Data records:
Segment Open

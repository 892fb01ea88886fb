//! Interactive terminal frontend
//!
//! Draws the board and score plot with ratatui and uses the time between
//! frames to poll the keyboard, so pacing and input share one wait.
//!
//! # Controls
//!
//! - 1-4: Speed (slow, normal, fast, max)
//! - Q/Esc/Ctrl+C: Quit

use anyhow::{Context, Result};
use crossterm::{
    cursor::Show,
    event::{self, Event, KeyEventKind},
    execute,
    terminal::{EnterAlternateScreen, LeaveAlternateScreen, disable_raw_mode, enable_raw_mode},
};
use ratatui::{Terminal, backend::CrosstermBackend};
use std::io::{Stderr, stderr};
use std::time::Instant;

use crate::game::GameState;
use crate::input::{InputHandler, KeyAction};
use crate::metrics::TrainingStats;
use crate::render::{Control, Frontend, Renderer, Speed};

pub struct TerminalFrontend {
    terminal: Terminal<CrosstermBackend<Stderr>>,
    renderer: Renderer,
    input: InputHandler,
    speed: Speed,

    /// Score history as of the last finished episode
    scores: Vec<u32>,

    /// Latest progress line, shown in the footer
    status: String,

    /// Set once the terminal has been handed back
    restored: bool,
}

impl TerminalFrontend {
    /// Take over the terminal: raw mode, alternate screen, hidden cursor
    pub fn new(speed: Speed) -> Result<Self> {
        enable_raw_mode().context("Failed to enable raw mode")?;
        let terminal = undo_on_error(enter_screen, leave_screen)?;

        Ok(Self {
            terminal,
            renderer: Renderer::new(),
            input: InputHandler::new(),
            speed,
            scores: Vec::new(),
            status: String::new(),
            restored: false,
        })
    }

    /// Hand the terminal back to the shell
    pub fn restore(&mut self) -> Result<()> {
        if self.restored {
            return Ok(());
        }
        self.restored = true;

        disable_raw_mode().context("Failed to disable raw mode")?;
        execute!(self.terminal.backend_mut(), LeaveAlternateScreen)
            .context("Failed to leave alternate screen")?;
        self.terminal.show_cursor().context("Failed to show cursor")?;
        Ok(())
    }

    /// Wait out the current tick while handling key presses
    fn wait_for_tick(&mut self) -> Result<Control> {
        let deadline = Instant::now() + self.speed.tick_interval();

        loop {
            let timeout = deadline.saturating_duration_since(Instant::now());
            if !event::poll(timeout).context("Failed to poll terminal events")? {
                return Ok(Control::Continue);
            }

            if let Event::Key(key) = event::read().context("Failed to read terminal event")? {
                if key.kind != KeyEventKind::Press {
                    continue;
                }
                match self.input.handle_key_event(key) {
                    KeyAction::Quit => return Ok(Control::Quit),
                    // New speed applies from the next frame
                    KeyAction::SetSpeed(speed) => self.speed = speed,
                    KeyAction::None => {}
                }
            }

            if timeout.is_zero() {
                return Ok(Control::Continue);
            }
        }
    }
}

/// Run `setup`, calling `undo` if it fails
fn undo_on_error<T>(setup: impl FnOnce() -> Result<T>, undo: impl FnOnce()) -> Result<T> {
    setup().inspect_err(|_| undo())
}

fn enter_screen() -> Result<Terminal<CrosstermBackend<Stderr>>> {
    let mut stderr = stderr();
    execute!(stderr, EnterAlternateScreen).context("Failed to enter alternate screen")?;
    let backend = CrosstermBackend::new(stderr);
    let mut terminal = Terminal::new(backend).context("Failed to create terminal")?;
    terminal.hide_cursor().context("Failed to hide cursor")?;
    terminal.clear().context("Failed to clear terminal")?;
    Ok(terminal)
}

/// Best-effort teardown for a half-initialised terminal
fn leave_screen() {
    let _ = disable_raw_mode();
    let _ = execute!(stderr(), LeaveAlternateScreen, Show);
}

impl Frontend for TerminalFrontend {
    fn present(&mut self, state: &GameState, stats: &TrainingStats) -> Result<Control> {
        let Self {
            terminal,
            renderer,
            scores,
            speed,
            status,
            ..
        } = self;

        terminal
            .draw(|frame| renderer.render(frame, state, stats, scores.as_slice(), *speed, status))
            .context("Failed to draw frame")?;

        self.wait_for_tick()
    }

    fn plot(&mut self, scores: &[u32], _mean_scores: &[f32]) -> Result<()> {
        self.scores.clear();
        self.scores.extend_from_slice(scores);
        Ok(())
    }

    fn log(&mut self, message: &str) {
        self.status.clear();
        self.status.push_str(message);
    }
}

impl Drop for TerminalFrontend {
    fn drop(&mut self) {
        let _ = self.restore();
    }
}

Segment Closed

The task: All lines of the listing holding the string "CrosstermBackend" must be returned, copied as they stand.

Expected answer:
use ratatui::{Terminal, backend::CrosstermBackend};
    terminal: Terminal<CrosstermBackend<Stderr>>,
fn enter_screen() -> Result<Terminal<CrosstermBackend<Stderr>>> {
    let backend = CrosstermBackend::new(stderr);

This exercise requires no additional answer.